Involving stakeholders at each stage of an evaluation is one of the fundamental principles of SROI, and should be celebrated as one of its greatest strengths.
By Sarah Arnold, Economist, NEF Consulting.
The common thread underpinning NEF Consulting’s work is co-production. Our participatory research methods ensure our work reflects the input of those most affected, involving stakeholders at each stage of an evaluation. This is one of the fundamental principles of SROI, and should be celebrated as one of its greatest strengths as a methodology.
The very first principle of SROI is to ‘involve stakeholders’. They should be involved at each stage: determining the programme’s impact, defining its outcomes, choosing indicators to measure those outcomes, choosing financial proxies to value them, and sense checking all results to ensure they are reasonable.
In SROI, what people say matters. SROI requires a real trust in people. You must have faith in the changes they themselves identify, to take their experiences over your own assumptions.
A major strength of our work is that it is underpinned by the real experiences of those who matter most to the programme. We use participatory research methods to ensure that our work is led by the voices and experiences of those directly affected by a programme or organisation. We talk to people. We work with people.
When done well, SROI’s participatory approach is its most compelling and unique selling point.
The importance of co-production
I have seen time and again why it is important to work closely with stakeholders at all stages of an SROI or evaluation:
Identifying unintended outcomes. In-depth research with stakeholders may identify outcomes of a programme that those running or evaluating that programme might not have intended. For example, an SROI of a parenting programme in Ecuador found that, as a result of the programme, social norms around women and children’s roles in the family had begun to shift, even though they had not been working directly to achieve this.
Measuring outcomes. Stakeholders can help develop indicators that are relevant to participants. Wording is important, and stakeholders can co-produce questions that will have meaning and resonance.
Understanding impact. To understand the additional impact of a programme, beyond what would have happened anyway, we usually ask participants to self-evaluate. We might ask: “Considering your past behaviour, and how this would have changed over time, if you had not joined the programme, how many times this month would you have visited the GP?” We trust individuals to be able to judge this, and it has been shown to be a valid alternative to experimental approaches such as randomised control trials. (See the American Journal of Evaluation)
Valuation. Where no market values exist, we can work with stakeholders to understand the value of an outcome. Standard economic techniques such as willingness to pay (WTP) approaches, ask stakeholders directly how much an outcome is worth to them. Even where market values exist, they may not fully capture the social value of an outcome. For example, there are market values for health, such as the value of health insurance, but many people will consider their health to be more valuable than the cost of insurance. Such approaches are also useful for less tangible outcomes that are hard to value. See this approach in our work with CARE .
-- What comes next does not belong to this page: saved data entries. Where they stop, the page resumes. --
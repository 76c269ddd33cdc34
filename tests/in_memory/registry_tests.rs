//! Agent registration against the in-memory store.

use super::helpers::{Harness, harness, zip_source};
use atelier::agent::{
    domain::{AgentDomainError, RetrievalConfig},
    ports::AgentRepositoryError,
    services::{AgentRegistryServiceError, CreateAgentRequest, UpdateAgentRequest},
};
use atelier::release::ports::ReleaseRepository;
use eyre::Result;
use rstest::rstest;
use serde_json::json;

#[rstest]
#[tokio::test(flavor = "multi_thread")]
async fn agents_are_listed_oldest_first(harness: Harness) -> Result<()> {
    harness.register("alpha", zip_source()?).await?;
    harness.register("beta", zip_source()?).await?;

    let names: Vec<String> = harness
        .registry
        .list()
        .await?
        .iter()
        .map(|agent| agent.name().as_str().to_owned())
        .collect();

    assert_eq!(names, vec!["alpha".to_owned(), "beta".to_owned()]);
    Ok(())
}

#[rstest]
#[tokio::test(flavor = "multi_thread")]
async fn duplicate_name_is_rejected(harness: Harness) -> Result<()> {
    harness.register("demo", zip_source()?).await?;

    let result = harness
        .registry
        .create(CreateAgentRequest::new("demo", zip_source()?).with_id("other"))
        .await;

    assert!(matches!(
        result,
        Err(AgentRegistryServiceError::Repository(
            AgentRepositoryError::DuplicateAgentName(_)
        ))
    ));
    Ok(())
}

#[rstest]
#[tokio::test(flavor = "multi_thread")]
async fn repository_source_without_repo_is_rejected(harness: Harness) {
    let result = harness
        .registry
        .create(CreateAgentRequest::new(
            "demo",
            RetrievalConfig::repository("  "),
        ))
        .await;

    assert!(matches!(
        result,
        Err(AgentRegistryServiceError::Domain(
            AgentDomainError::InvalidRetrievalConfig(_)
        ))
    ));
}

#[rstest]
#[tokio::test(flavor = "multi_thread")]
async fn partial_update_keeps_untouched_fields(harness: Harness) -> Result<()> {
    let agent_id = harness.register("demo", zip_source()?).await?;
    let before = harness.registry.get(&agent_id).await?;

    let patch = UpdateAgentRequest {
        engine_config: Some(json!({ "agent": { "type": "langgraph" } })),
        ..UpdateAgentRequest::default()
    };
    let after = harness.registry.update(&agent_id, patch).await?;

    assert_eq!(after.name(), before.name());
    assert_eq!(after.retrieval(), before.retrieval());
    assert_eq!(
        after.engine_config().as_value(),
        &json!({ "agent": { "type": "langgraph" } })
    );
    assert_eq!(harness.registry.get(&agent_id).await?, after);
    Ok(())
}

#[rstest]
#[tokio::test(flavor = "multi_thread")]
async fn renaming_onto_an_existing_name_fails(harness: Harness) -> Result<()> {
    harness.register("alpha", zip_source()?).await?;
    let beta = harness.register("beta", zip_source()?).await?;

    let patch = UpdateAgentRequest {
        name: Some("alpha".to_owned()),
        ..UpdateAgentRequest::default()
    };
    let result = harness.registry.update(&beta, patch).await;

    assert!(matches!(
        result,
        Err(AgentRegistryServiceError::Repository(
            AgentRepositoryError::DuplicateAgentName(_)
        ))
    ));
    let unchanged = harness.registry.get(&beta).await?;
    assert_eq!(unchanged.name().as_str(), "beta");
    Ok(())
}

#[rstest]
#[tokio::test(flavor = "multi_thread")]
async fn deleting_an_agent_cascades_to_release_history(harness: Harness) -> Result<()> {
    let agent_id = harness.register("demo", zip_source()?).await?;
    harness.orchestrator.deploy(&agent_id).await?;
    harness.orchestrator.deploy(&agent_id).await?;

    harness.registry.delete(&agent_id).await?;

    assert!(harness.store.list_versions(&agent_id).await?.is_empty());
    assert!(harness.store.list_deployments(&agent_id).await?.is_empty());
    assert!(harness.store.find_running_deployment(&agent_id).await?.is_none());
    let reused = harness.register("demo", zip_source()?).await?;
    let report = harness.orchestrator.deploy(&reused).await?;
    assert_eq!(report.version.version().value(), 1);
    Ok(())
}
//! Diesel row models.

use super::schema::{agent_versions, deployments, managed_agents};
use chrono::{DateTime, Utc};
use diesel::prelude::*;
use serde_json::Value;

/// Query result row for agents.
#[derive(Debug, Clone, Queryable, Selectable)]
#[diesel(table_name = managed_agents)]
#[diesel(check_for_backend(diesel::pg::Pg))]
pub struct AgentRow {
    /// Agent identifier.
    pub id: String,
    /// Display name.
    pub name: String,
    /// Description.
    pub description: Option<String>,
    /// Engine configuration.
    pub engine_config: Value,
    /// Source location.
    pub retrieval_config: Value,
    /// Deployment target.
    pub deployment_config: Value,
    /// Version counter.
    pub last_version: i32,
    /// Creation timestamp.
    pub created_at: DateTime<Utc>,
    /// Last update timestamp.
    pub updated_at: DateTime<Utc>,
}

/// Insert model for agents. The version counter starts at its default.
#[derive(Debug, Clone, Insertable)]
#[diesel(table_name = managed_agents)]
pub struct NewAgentRow {
    /// Agent identifier.
    pub id: String,
    /// Display name.
    pub name: String,
    /// Description.
    pub description: Option<String>,
    /// Engine configuration.
    pub engine_config: Value,
    /// Source location.
    pub retrieval_config: Value,
    /// Deployment target.
    pub deployment_config: Value,
    /// Creation timestamp.
    pub created_at: DateTime<Utc>,
    /// Last update timestamp.
    pub updated_at: DateTime<Utc>,
}

/// Query and insert row for versions.
#[derive(Debug, Clone, Queryable, Selectable, Insertable)]
#[diesel(table_name = agent_versions)]
#[diesel(check_for_backend(diesel::pg::Pg))]
pub struct VersionRow {
    /// Version identifier.
    pub id: uuid::Uuid,
    /// Owning agent.
    pub agent_id: String,
    /// Version number.
    pub version: i32,
    /// Image tag.
    pub image_tag: String,
    /// Artifact locator.
    pub artifact_uri: String,
    /// Target kind.
    pub deploy_target: String,
    /// Deployment reference.
    pub deploy_ref: Option<String>,
    /// Lifecycle status.
    pub status: String,
    /// Creation timestamp.
    pub created_at: DateTime<Utc>,
    /// Last update timestamp.
    pub updated_at: DateTime<Utc>,
}

/// Query and insert row for deployments.
#[derive(Debug, Clone, Queryable, Selectable, Insertable)]
#[diesel(table_name = deployments)]
#[diesel(check_for_backend(diesel::pg::Pg))]
pub struct DeploymentRow {
    /// Deployment identifier.
    pub id: uuid::Uuid,
    /// Owning agent.
    pub agent_id: String,
    /// Deployed version.
    pub version_id: uuid::Uuid,
    /// Target kind.
    pub target: String,
    /// Public endpoint.
    pub endpoint_url: String,
    /// Router entry.
    pub router_id: Option<String>,
    /// Teardown handle.
    pub deploy_ref: String,
    /// Status.
    pub status: String,
    /// Creation timestamp.
    pub created_at: DateTime<Utc>,
    /// Last update timestamp.
    pub updated_at: DateTime<Utc>,
}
As SROI involves co-production throughout the process, each SROI is unique. We recently conducted an evaluation of two employment programmes. Both worked with mothers to get them into the job market. One programme worked through helping mothers re-join the labour market by identifying flexible jobs that paid a living wage. The other worked with mothers who were very far from the labour market, many of whom didn’t speak English as a first language, and had never written a CV or had a job interview. Although the final intended result was the same, the programmes worked differently: the first signposted opportunities and provided support with job applications; the second focussed on group social sessions and support, before introducing job opportunities. We worked with participants of each programme to generate a unique set of outcomes demonstrating the pathways people take towards the ultimate goal.
Bespoke is beautiful
Of course, there is also a flipside. SROI’s focus on participatory research can be expensive, time-consuming or both. But, although conducting an SROI involves a lot of effort, it is worth it. The stakeholder participation that makes the process costly also gives the work legitimacy, and provides the most important insights.
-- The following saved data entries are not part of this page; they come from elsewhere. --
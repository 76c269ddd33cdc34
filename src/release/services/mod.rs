//! Release pipeline services.

mod admission;
mod orchestrator;
mod settings;

pub use orchestrator::{
    ReleaseOrchestrator, ReleaseReport, ReleaseServiceError, ReleaseServiceResult,
};
pub use settings::{PipelineSettings, ReleaseToolchain};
SROI only values what matters to stakeholders, it does not dictate a specific set of outcomes or benefits that could be valuable. Any SROI will involve multiple judgments and assumptions, and these should be transparent, but not standardised. This may lead to difficulties when comparing SROIs and can add to the complexity of undertaking an SROI. Currently, SROIs are only directly comparable when they share a common underlying outcomes framework and all results and judgments have been checked and calibrated against each other.
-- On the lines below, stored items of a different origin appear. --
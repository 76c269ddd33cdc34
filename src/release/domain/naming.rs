//! Names and references derived during a release.

use super::{ReleaseDomainError, VersionNumber};
use crate::agent::domain::{AgentId, AgentName};
use serde::{Deserialize, Serialize};
use std::fmt;

/// Image tag prefix used when none is configured.
pub const DEFAULT_IMAGE_PREFIX: &str = "atelier-agent";

/// Container image reference, `<prefix>-<slug(name)>:<id>-v<version>`.
///
/// The repository groups images by display name; the tag carries the exact
/// agent id, so agents whose names slug to the same text never share an
/// image.
#[derive(Debug, Clone, PartialEq, Eq, Hash, Serialize, Deserialize)]
#[serde(transparent)]
pub struct ImageTag(String);

impl ImageTag {
    /// Derives the deterministic tag for an agent version.
    ///
    /// # Errors
    ///
    /// Returns [`ReleaseDomainError::InvalidImagePrefix`] when the prefix is
    /// empty or contains characters outside `[a-z0-9._-]`.
    pub fn for_version(
        prefix: &str,
        agent_id: &AgentId,
        name: &AgentName,
        version: VersionNumber,
    ) -> Result<Self, ReleaseDomainError> {
        Self::validate_prefix(prefix)?;
        Ok(Self(format!("{prefix}-{}:{agent_id}-v{version}", name.slug())))
    }

    /// Checks that `prefix` can start an image repository name.
    ///
    /// # Errors
    ///
    /// Returns [`ReleaseDomainError::InvalidImagePrefix`] when the prefix is
    /// empty or contains characters outside `[a-z0-9._-]`.
    pub fn validate_prefix(prefix: &str) -> Result<(), ReleaseDomainError> {
        let valid = !prefix.is_empty()
            && prefix.chars().all(|c| {
                c.is_ascii_lowercase() || c.is_ascii_digit() || matches!(c, '-' | '_' | '.')
            });
        if valid {
            return Ok(());
        }
        Err(ReleaseDomainError::InvalidImagePrefix(prefix.to_owned()))
    }

    /// Wraps a persisted tag.
    #[must_use]
    pub fn new(value: impl Into<String>) -> Self {
        Self(value.into())
    }

    /// Returns the tag as a string slice.
    #[must_use]
    pub fn as_str(&self) -> &str {
        &self.0
    }
}

impl fmt::Display for ImageTag {
    fn fmt(&self, f: &mut fmt::Formatter<'_>) -> fmt::Result {
        f.write_str(&self.0)
    }
}

/// Stable container and router name for an agent, `agent-<id>`.
#[derive(Debug, Clone, PartialEq, Eq, Hash, Serialize, Deserialize)]
#[serde(transparent)]
pub struct ServiceName(String);

impl ServiceName {
    /// Derives the service name for an agent.
    #[must_use]
    pub fn for_agent(agent_id: &AgentId) -> Self {
        Self(format!("agent-{agent_id}"))
    }

    /// Returns the name as a string slice.
    #[must_use]
    pub fn as_str(&self) -> &str {
        &self.0
    }
}

impl fmt::Display for ServiceName {
    fn fmt(&self, f: &mut fmt::Formatter<'_>) -> fmt::Result {
        f.write_str(&self.0)
    }
}

/// Locator returned by a registry after publishing, e.g. `local://<tag>`.
#[derive(Debug, Clone, PartialEq, Eq, Hash, Serialize, Deserialize)]
#[serde(transparent)]
pub struct ArtifactUri(String);

impl ArtifactUri {
    /// Wraps an artifact locator.
    #[must_use]
    pub fn new(value: impl Into<String>) -> Self {
        Self(value.into())
    }

    /// Returns the locator as a string slice.
    #[must_use]
    pub fn as_str(&self) -> &str {
        &self.0
    }
}

impl fmt::Display for ArtifactUri {
    fn fmt(&self, f: &mut fmt::Formatter<'_>) -> fmt::Result {
        f.write_str(&self.0)
    }
}

/// Target-specific handle of a running instance, used for teardown.
#[derive(Debug, Clone, PartialEq, Eq, Hash, Serialize, Deserialize)]
#[serde(transparent)]
pub struct DeployRef(String);

impl DeployRef {
    /// Wraps a deployment reference.
    #[must_use]
    pub fn new(value: impl Into<String>) -> Self {
        Self(value.into())
    }

    /// Returns the reference as a string slice.
    #[must_use]
    pub fn as_str(&self) -> &str {
        &self.0
    }
}

impl fmt::Display for DeployRef {
    fn fmt(&self, f: &mut fmt::Formatter<'_>) -> fmt::Result {
        f.write_str(&self.0)
    }
}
As SROI develops, some are working towards standardisation. This should make SROIs more accessible and in that sense should be welcomed. But standardised frameworks often miss why a programme is important, or how activities were delivered. These factors are critical to a project’s success and understanding how and why a programme works is just as important as quantifying the extent of success.
Standardisation should not come at the cost of SROI’s greatest strength. SROI must continue to be flexible and allow the voices and experiences of those who matter to be heard. After all, we already have standardised cost-benefit methodologies – why not celebrate SROI for what it does best?